Attraversando il chiostro interno prima di lasciare il Conservatorio, si incontra il settimo e ultimo peccato: “la solitudine”. Di fughe e isolamenti, di vita e di morte parlano le parole che giungono amplificate nello spazio, testi scritti dagli attori che hanno preso parte al laboratorio di Rodrigo García. Desconocer nuestra propia naturaleza si è sviluppato nel corso della settimana, quando il regista ha lavorato con i performer lungo le strade della città. Riportando il lavoro al Conservatorio, García accetta la possibilità che lo spettatore possa cogliere questo solo come installazione da attraversare ma, data la presenza umana − e scossi dall’indifferenza di cui solo poco prima ha parlato Lauwers, è difficile non occupare lo sgabello vuoto posto di fronte a colui che è intento a giocare al solitario con un mazzo di carte. Identici l’uno all’altro, come dei cloni, i performer siedono singolarmente a dei piccoli tavoli rotondi, sparpagliati per la corte.
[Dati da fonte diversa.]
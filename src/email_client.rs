use std::time::Duration;

use base64::{engine::general_purpose::STANDARD, Engine as _};
use reqwest::Client;
use secrecy::{ExposeSecret, SecretString};
use serde::{Deserialize, Serialize};

use crate::domain::EmailAddress;

// File sent along with a message. With a content id it can be
// referenced from the html body as `cid:<content_id>`
#[derive(Debug, Clone)]
pub struct EmailAttachment{
    pub name: String,
    pub content: Vec<u8>,
    pub content_type: String,
    pub content_id: Option<String>
}

#[derive(Debug, Clone, Default)]
pub struct EmailMessage{
    pub subject: String,
    pub html_body: String,
    pub text_body: String,
    pub attachments: Vec<EmailAttachment>
}

// Client to interact with email service
#[derive(Clone)]
pub struct EmailClient {
    http_client: Client,
    base_url: String,
    sender: EmailAddress,
    authorization_token: SecretString,
}

impl EmailClient {
    #[tracing::instrument(
        "Sending email",
        skip(self, message),
        fields(subject = %message.subject, attachments = message.attachments.len())
    )]
    pub async fn send_email(
        &self,
        recipient: &EmailAddress,
        message: &EmailMessage,
    ) -> Result<(), reqwest::Error> {
        let url = format!("{}/email", self.base_url);
        let request_body = SendEmailRequest {
            from: self.sender.as_ref(),
            to: recipient.as_ref(),
            subject: &message.subject,
            html_body: &message.html_body,
            text_body: &message.text_body,
            attachments: message.attachments
                .iter()
                .map(AttachmentBody::from)
                .collect(),
        };
        self.http_client
            .post(url)
            .json(&request_body)
            .header(
                "X-Postmark-Server-Token",
                self.authorization_token.expose_secret(),
            )
            .send()
            .await?
            .error_for_status()?;
        Ok(())
    }

    // create new email client
    pub fn new(
        base_url: String,
        sender: EmailAddress,
        authorization_token: SecretString,
        timeout: u64,
    ) -> Result<EmailClient, reqwest::Error> {
        let http_client = Client::builder()
            .timeout(Duration::from_secs(timeout))
            .build()?;

        Ok(Self {
            http_client,
            base_url,
            sender,
            authorization_token,
        })
    }
}

#[derive(Serialize, Deserialize)]
#[serde(rename_all = "PascalCase")]
pub struct SendEmailRequest<'a> {
    pub from: &'a str,
    pub to: &'a str,
    pub subject: &'a str,
    pub html_body: &'a str,
    pub text_body: &'a str,
    #[serde(default, skip_serializing_if = "Vec::is_empty")]
    pub attachments: Vec<AttachmentBody>,
}

#[derive(Serialize, Deserialize, Debug)]
#[serde(rename_all = "PascalCase")]
pub struct AttachmentBody {
    pub name: String,
    // base64 encoded
    pub content: String,
    pub content_type: String,
    #[serde(rename = "ContentID", default, skip_serializing_if = "Option::is_none")]
    pub content_id: Option<String>,
}

impl From<&EmailAttachment> for AttachmentBody {
    fn from(attachment: &EmailAttachment) -> Self {
        AttachmentBody {
            name: attachment.name.clone(),
            content: STANDARD.encode(&attachment.content),
            content_type: attachment.content_type.clone(),
            content_id: attachment.content_id.as_ref().map(|id| format!("cid:{}", id)),
        }
    }
}
use config::{Config, ConfigError, Environment, File};
use secrecy::{ExposeSecret, SecretString};
use serde::Deserialize;

#[derive(Deserialize, Debug, Clone)]
pub struct Settings{
    pub application: ApplicationSettings,
    pub database: DatabaseSettings,
    pub email: EmailSettings,
    pub admin: AdminSettings,
    pub jwt: JWTSettings,
    pub dashboard: DashboardSettings
}

#[derive(Deserialize, Debug, Clone)]
pub struct ApplicationSettings{
    pub host: String,
    pub port: u16,
    // Public address of the site, used for links inside emails
    pub base_url: String,
    pub secure_cookies: bool,
    // Directory holding logo.png and payment-qr.png
    pub static_dir: String
}

#[derive(Deserialize, Debug, Clone)]
pub struct DatabaseSettings{
    pub host: String,
    pub port: u16,
    pub username: String,
    pub password: SecretString,
    pub name: String,
    pub max_connections: u32
}

impl DatabaseSettings {
    // Url to the postgres server, without selecting a database
    pub fn get_database_url(&self) -> String{
        format!(
            "postgres://{}:{}@{}:{}",
            self.username,
            self.password.expose_secret(),
            self.host,
            self.port
        )
    }

    pub fn get_database_table_url(&self) -> String{
        format!("{}/{}", self.get_database_url(), self.name)
    }
}

#[derive(Deserialize, Debug, Clone)]
pub struct EmailSettings{
    pub api_uri: String,
    pub sender: String,
    pub authorization_token: SecretString,
    pub timeout_secs: u64,
    // Where new-reservation alerts go; defaults to the sender when unset
    pub restaurant_recipient: Option<String>
}

#[derive(Deserialize, Debug, Clone)]
pub struct AdminSettings{
    pub username: String,
    pub password: SecretString
}

#[derive(Deserialize, Debug, Clone)]
pub struct JWTSettings{
    pub secret: String,
    pub expiry_hours: u64
}

#[derive(Deserialize, Debug, Clone)]
pub struct DashboardSettings{
    pub refresh_interval_secs: u64
}

impl Settings{
    /// Reads `configuration/base.yaml`, then applies `APP_*` environment
    /// overrides (`APP_ADMIN__PASSWORD=...`, `APP_EMAIL__AUTHORIZATION_TOKEN=...`).
    pub fn get() -> Result<Self, ConfigError>{
        Config::builder()
            .add_source(File::with_name("configuration/base.yaml"))
            .add_source(
                Environment::with_prefix("APP")
                    .prefix_separator("_")
                    .separator("__")
            )
            .build()?
            .try_deserialize::<Settings>()
    }
}
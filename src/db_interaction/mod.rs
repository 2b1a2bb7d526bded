mod menu;
mod reservations;

pub use menu::*;
pub use reservations::*;
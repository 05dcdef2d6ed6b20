//! Simulation loop: arena walls, one circle per genre, fixed stepping and
//! the idle watchdog.

use crate::catalog::{find, Genre, Rgb};
use crate::constants::{
    ARENA_HEIGHT, ARENA_WIDTH, IDLE_NUDGE_SPEED, IDLE_SPEED_SQ, INIT_SPEED_MAX, INIT_SPEED_MIN,
    SPAWN_RING_FRACTION, SPAWN_RING_INSET, WALL_THICKNESS,
};
use crate::physics::{BodyHandle, Material, PhysicsWorld};
use crate::radius::radius_for_votes;
use crate::registry::{BodyRegistry, RegisteredBody};
use crate::votes::VoteTally;
use glam::Vec2;
use rand::prelude::*;
use std::f32::consts::TAU;

#[derive(Clone, Debug)]
pub struct SimConfig {
    pub width: f32,
    pub height: f32,
    pub wall_thickness: f32,
    pub ring_fraction: f32,
    pub ring_inset: f32,
    pub init_speed_min: f32,
    pub init_speed_max: f32,
    pub material: Material,
    pub idle_speed_sq: f32,
    pub nudge_speed: f32,
    pub seed: u64,
}

impl Default for SimConfig {
    fn default() -> Self {
        Self {
            width: ARENA_WIDTH,
            height: ARENA_HEIGHT,
            wall_thickness: WALL_THICKNESS,
            ring_fraction: SPAWN_RING_FRACTION,
            ring_inset: SPAWN_RING_INSET,
            init_speed_min: INIT_SPEED_MIN,
            init_speed_max: INIT_SPEED_MAX,
            material: Material::default(),
            idle_speed_sq: IDLE_SPEED_SQ,
            nudge_speed: IDLE_NUDGE_SPEED,
            seed: 42,
        }
    }
}

impl SimConfig {
    pub fn with_size(mut self, width: f32, height: f32) -> Self {
        self.width = width;
        self.height = height;
        self
    }

    pub fn with_seed(mut self, seed: u64) -> Self {
        self.seed = seed;
        self
    }
}

/// Snapshot of one genre's body.
#[derive(Clone, Copy, Debug, PartialEq)]
pub struct SimBody {
    pub genre_key: &'static str,
    pub position: Vec2,
    pub velocity: Vec2,
    pub radius: f32,
    pub color: Rgb,
}

#[inline]
pub(crate) fn random_direction(rng: &mut impl Rng) -> Vec2 {
    Vec2::from_angle(rng.gen::<f32>() * TAU)
}

pub struct Simulation {
    catalog: &'static [Genre],
    config: SimConfig,
    world: Option<PhysicsWorld>,
    walls: Vec<BodyHandle>,
    registry: BodyRegistry,
    rng: StdRng,
    running: bool,
}

impl Simulation {
    pub fn new(catalog: &'static [Genre], tally: &VoteTally, config: SimConfig) -> Self {
        let mut world = PhysicsWorld::new();
        let mut rng = StdRng::seed_from_u64(config.seed);
        let (w, h, t) = (config.width, config.height, config.wall_thickness);

        let walls = vec![
            world.add_static_rect(Vec2::new(w / 2.0, -t / 2.0), Vec2::new(w, t)),
            world.add_static_rect(Vec2::new(w / 2.0, h + t / 2.0), Vec2::new(w, t)),
            world.add_static_rect(Vec2::new(-t / 2.0, h / 2.0), Vec2::new(t, h)),
            world.add_static_rect(Vec2::new(w + t / 2.0, h / 2.0), Vec2::new(t, h)),
        ];

        let center = Vec2::new(w / 2.0, h / 2.0);
        let ring = w.min(h) * config.ring_fraction * config.ring_inset;
        let mut registry = BodyRegistry::new();
        for (i, g) in catalog.iter().enumerate() {
            let angle = i as f32 / catalog.len() as f32 * TAU;
            let pos = center + Vec2::from_angle(angle) * ring;
            let speed = rng.gen_range(config.init_speed_min..=config.init_speed_max);
            let vel = random_direction(&mut rng) * speed;
            let radius = radius_for_votes(tally.count(g.key));
            let handle = world.add_circle(pos, radius, vel, config.material);
            registry.insert(
                g.key,
                RegisteredBody {
                    handle,
                    radius,
                    color: g.color,
                },
            );
        }
        log::info!("[sim] arena {}x{} with {} bodies", w, h, registry.len());

        Self {
            catalog,
            config,
            world: Some(world),
            walls,
            registry,
            rng,
            running: true,
        }
    }

    #[inline]
    pub fn config(&self) -> &SimConfig {
        &self.config
    }

    /// Arena size in pixels.
    #[inline]
    pub fn arena(&self) -> Vec2 {
        Vec2::new(self.config.width, self.config.height)
    }

    #[inline]
    pub fn is_running(&self) -> bool {
        self.running
    }

    pub fn body_count(&self) -> usize {
        self.registry.len()
    }

    pub(crate) fn rng(&mut self) -> &mut StdRng {
        &mut self.rng
    }

    pub fn body(&self, key: &str) -> Option<SimBody> {
        let world = self.world.as_ref()?;
        let genre = find(self.catalog, key)?;
        let entry = self.registry.get(key)?;
        Some(SimBody {
            genre_key: genre.key,
            position: world.position(entry.handle)?,
            velocity: world.velocity(entry.handle)?,
            radius: entry.radius,
            color: entry.color,
        })
    }

    /// Live bodies in catalog order.
    pub fn bodies(&self) -> impl Iterator<Item = SimBody> + '_ {
        self.catalog.iter().filter_map(|g| self.body(g.key))
    }

    pub fn set_velocity(&mut self, key: &str, velocity: Vec2) {
        if let (Some(world), Some(entry)) = (self.world.as_mut(), self.registry.get(key)) {
            world.set_velocity(entry.handle, velocity);
        }
    }

    /// Replace the body for `key` with one of `radius`, keeping position and
    /// velocity. Shapes are fixed at creation, so resizing means a new body.
    pub fn resize(&mut self, key: &str, radius: f32) -> Option<SimBody> {
        let world = self.world.as_mut()?;
        let old = *self.registry.get(key)?;
        let position = world.position(old.handle)?;
        let velocity = world.velocity(old.handle)?;
        let handle = world.add_circle(position, radius, velocity, self.config.material);
        self.registry.replace(
            key,
            RegisteredBody {
                handle,
                radius,
                color: old.color,
            },
        );
        world.remove(old.handle);
        log::debug!("[sim] resized `{}` {:.1} -> {:.1}", key, old.radius, radius);
        self.body(key)
    }

    /// First body (catalog order) whose circle contains `point`.
    pub fn hit_test(&self, point: Vec2) -> Option<&'static str> {
        self.bodies()
            .find(|b| b.position.distance_squared(point) <= b.radius * b.radius)
            .map(|b| b.genre_key)
    }

    /// Closest other body by centre distance; ties go to the earlier
    /// catalog entry.
    pub fn nearest_other(&self, key: &str) -> Option<SimBody> {
        let from = self.body(key)?;
        let mut best: Option<(SimBody, f32)> = None;
        for b in self.bodies().filter(|b| b.genre_key != key) {
            let d2 = b.position.distance_squared(from.position);
            match best {
                Some((_, bd2)) if d2 >= bd2 => {}
                _ => best = Some((b, d2)),
            }
        }
        best.map(|(b, _)| b)
    }

    /// Advance one tick, then nudge idle bodies. Returns how many were
    /// nudged.
    pub fn step(&mut self) -> usize {
        if !self.running {
            return 0;
        }
        let Some(world) = self.world.as_mut() else {
            return 0;
        };
        world.step();

        let mut nudged = 0;
        for handle in self.registry.handles() {
            let v = world.velocity(handle).unwrap_or(Vec2::ZERO);
            if v.length_squared() < self.config.idle_speed_sq {
                let kick = random_direction(&mut self.rng) * self.config.nudge_speed;
                world.set_velocity(handle, kick);
                nudged += 1;
            }
        }
        nudged
    }

    /// Stop ticking, drop every body and wall, release the world.
    pub fn teardown(&mut self) {
        if !self.running && self.world.is_none() {
            return;
        }
        self.running = false;
        if let Some(mut world) = self.world.take() {
            world.clear();
        }
        self.registry.clear();
        self.walls.clear();
        log::info!("[sim] torn down");
    }

    pub fn wall_count(&self) -> usize {
        self.walls.len()
    }
}

impl Drop for Simulation {
    fn drop(&mut self) {
        self.teardown();
    }
}
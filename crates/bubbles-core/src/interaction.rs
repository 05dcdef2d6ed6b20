//! Pointer handling: kick, vote and resize on press, plus drag-and-fling.

use crate::constants::{
    DRAG_STIFFNESS, KICK_BASE, KICK_JITTER_RAD, KICK_SCALE_MIN, KICK_SCALE_REF_RADIUS, KICK_VARIANCE,
};
use crate::radius::radius_for_votes;
use crate::sim::{random_direction, Simulation};
use crate::storage::KeyValueStore;
use crate::votes::VoteStore;
use glam::Vec2;
use rand::Rng;

#[derive(Clone, Copy, Debug, PartialEq)]
pub struct VoteOutcome {
    pub genre_key: &'static str,
    pub votes: u32,
    pub radius: f32,
}

/// A bubble held by the pointer.
#[derive(Clone, Copy, Debug, PartialEq)]
pub struct Drag {
    pub genre_key: &'static str,
    pub target: Vec2,
}

/// Velocity (pixels per tick) that pulls a held body toward the pointer.
#[inline]
pub fn drag_velocity(from: Vec2, target: Vec2) -> Vec2 {
    (target - from) * DRAG_STIFFNESS
}

/// Smaller bubbles get proportionally larger kicks.
#[inline]
pub fn kick_size_scale(radius: f32) -> f32 {
    (KICK_SCALE_REF_RADIUS / (radius + 1.0)).max(KICK_SCALE_MIN)
}

/// Unit direction toward `target` with angular jitter, or a random one when
/// there is no usable target.
pub fn kick_direction(rng: &mut impl Rng, from: Vec2, target: Option<Vec2>) -> Vec2 {
    match target.and_then(|t| (t - from).try_normalize()) {
        Some(dir) => {
            let jitter = rng.gen_range(-KICK_JITTER_RAD..=KICK_JITTER_RAD);
            Vec2::from_angle(jitter).rotate(dir)
        }
        None => random_direction(rng),
    }
}

pub fn kick_velocity(rng: &mut impl Rng, from: Vec2, target: Option<Vec2>, radius: f32) -> Vec2 {
    let dir = kick_direction(rng, from, target);
    let speed = (KICK_BASE + rng.gen::<f32>() * KICK_VARIANCE) * kick_size_scale(radius);
    dir * speed
}

/// Resolve a pointer-down at `point` into a vote.
///
/// Returns `None` when nothing was hit.
pub fn handle_pointer_down<S: KeyValueStore>(
    sim: &mut Simulation,
    votes: &mut VoteStore<S>,
    point: Vec2,
) -> Option<VoteOutcome> {
    let key = sim.hit_test(point)?;
    let body = sim.body(key)?;

    let target = sim.nearest_other(key).map(|b| b.position);
    let kick = kick_velocity(sim.rng(), body.position, target, body.radius);
    sim.set_velocity(key, body.velocity + kick);

    let count = votes.increment(key)?;
    let radius = radius_for_votes(count);
    sim.resize(key, radius)?;

    log::info!("[vote] {} -> {} (r={:.1})", key, count, radius);
    Some(VoteOutcome {
        genre_key: key,
        votes: count,
        radius,
    })
}

/// Steer the held body toward its target for the coming tick.
///
/// Returns false once the body no longer exists.
pub fn apply_drag(sim: &mut Simulation, drag: &Drag) -> bool {
    let Some(body) = sim.body(drag.genre_key) else {
        return false;
    };
    sim.set_velocity(drag.genre_key, drag_velocity(body.position, drag.target));
    true
}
Trapela una richiesta di aiuto da queste figure nascoste sotto bellissimi costumi-scultura che rimandano alle tuniche del Ku Klux Klan; ma è una richiesta solo apparente, ogni piccolo gesto o ipotesi di incontro viene immediatamente respinto e la figura disturbata dall’incursore torna a chiudersi nuovamente nella propria solitudine.